每個卷積層有若干濾波器,可以學習表達包含所有通道的局部空間連接模式。也就是說,卷積濾波器提取局部感受區域中的空間和通道的融合信息。再加上非線性激活層和降採樣層,CNN可以獲得具有全局感受區域的分層模式來作為圖像的描述。最近的一些工作表明,可以通過加入有助於獲取空間相關性的學習機制來改善網路的性能,而且不需要額外的監督。例如Inception架構,通過在模塊中加入多尺度處理來提高性能。另有探索更好的空間相關性的模型或者添加空間注意力的一些工作。

與上述方法不同,本文主要探索網路架構設計的另一個方面——通道關聯性。本文提出一種新的網路單元——「Squeeze-and-Excitation(SE)」 block,希望通過對各通道的依賴性進行建模以提高網路的表示能力,並且可以對特徵進行逐通道調整,這樣網路就可以學習通過全局信息來有選擇性的加強包含有用信息的特徵並抑制無用特徵。

SE block的基本結構見圖1。第一步squeeze操作,將各通道的全局空間特徵作為該通道的表示,形成一個通道描述符;第二步excitation操作,學習對各通道的依賴程度,並根據依賴程度的不同對特徵圖進行調整,調整後的特徵圖就是SE block的輸出。

前面層中的SE block以類別無關(class agnostic)的方式增強可共享的低層表示的質量。越後面的層SE block越來越類別相關。SE block重新調整特徵的益處可以在整個網路中積累。SE block設計簡單,可以很容易地加入到已有的網路中,只增加少量的模型複雜度和計算開支,另外對不同數據集的泛化能力較強。作者依靠SENet取得了ILSVRC2017分類任務的第一名。官方實現(Caffe)源碼地址:https://github.com/hujie-fran... 。

2. Related Work

Deep architectures

有很多工作通過調整卷積神經網路架構使模型更容易地學習深層特徵以提升模型性能。VGG和Inception網路證明可以通過增加深度來提升性能。Batch normalization (BN)在網路中添加可以調節輸入數據的單元來穩定學習過程,改善梯度在網路中的傳播,使得更深層的網路也可以工作。ResNet、ResNet-v2在網路中加入恆等映射形式的跳躍連接,使網路學習殘差函數,極大推進了網路架構向更深層的發展。DenseNet、DPN通過調整網路各層間的連接機制來提升深層網路的學習和表示性能。

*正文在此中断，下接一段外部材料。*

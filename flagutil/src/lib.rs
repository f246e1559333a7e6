//! Validated flag values for command-line parsers.
//!
//! This crate provides adapters that let a flag parser accept
//! comma-separated lists, network addresses, URLs and durations. Every
//! adapter implements [`FlagValue`]: parse from a string with
//! [`FlagValue::set`], render back with [`std::fmt::Display`].
//!
//! [`List`] splits its input on a delimiter and validates each element;
//! [`Scalar`] validates its whole input as one element. Both are generic
//! over a [`Validator`], and the aliases below cover the common cases. The
//! adapters plug into `clap` through [`FlagValueParser`] and into serde-based
//! configuration layers through their `Serialize`/`Deserialize` impls.
//!
//! ```
//! use flagutil::{FlagValue, NetworkAddresses};
//!
//! let mut addrs = NetworkAddresses::new();
//! addrs.set("localhost:4000,localhost:5000").expect("valid addresses");
//! assert_eq!(addrs.to_string(), "localhost:4000,localhost:5000");
//! ```

mod env;
mod error;
mod list;
mod parser;
mod scalar;
mod serialization;
pub mod validate;
mod value;

pub use env::{env_or_default, env_or_parse};
pub use error::{AddressIssue, FlagError, FlagResult};
pub use list::{DEFAULT_DELIMITER, List};
pub use parser::FlagValueParser;
pub use scalar::Scalar;
pub use validate::{
    AddressSyntax, DurationSyntax, HostPort, ParsedUrl, PassThrough, UrlSyntax, Validator,
};
pub use value::FlagValue;

/// Comma-separated strings, accepted as-is.
pub type Strings = List<PassThrough>;

/// Comma-separated `host:port` pairs.
pub type NetworkAddresses = List<AddressSyntax>;

/// Addresses a server listens on; the same type as [`NetworkAddresses`].
pub type ListenAddresses = NetworkAddresses;

/// Comma-separated URL references, absolute or relative.
pub type Urls = List<UrlSyntax>;

/// Comma-separated durations such as `10s,1m`.
pub type Durations = List<DurationSyntax>;

/// A single `host:port` pair.
pub type NetworkAddress = Scalar<AddressSyntax>;

/// A single URL reference, absolute or relative.
pub type Url = Scalar<UrlSyntax>;

/// A single duration such as `250ms`.
pub type Duration = Scalar<DurationSyntax>;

另一個方向是調整網路中模塊的形式。分組卷積(grouped convolutions)可以用於增加基數(cardinality),如Deep roots、ResNeXt中所示,網路可以學習到更豐富的表示。多分支卷積(multi-branch convolutions)可以視為分組卷積的泛化,網路模塊可以進行更靈活多變的操作,如Inception系列。跨通道相關是一種新的特徵組合方式,可以獨立於空間結構(如Xception),或者使用1x1卷積進行處理(如NIN),一般來說這些工作主要是為了降低模型和計算複雜度。這種方法的前提假設是通道是實例無關(instance-agnostic)的,也就是說輸出對於輸入數據各通道的依賴性是相同的,不是類別相關的。與之相反,本文提出一種新的機制,使用全局信息對各通道動態的非線性的依賴性進行建模,可以改善學習過程並提升網路的表示能力。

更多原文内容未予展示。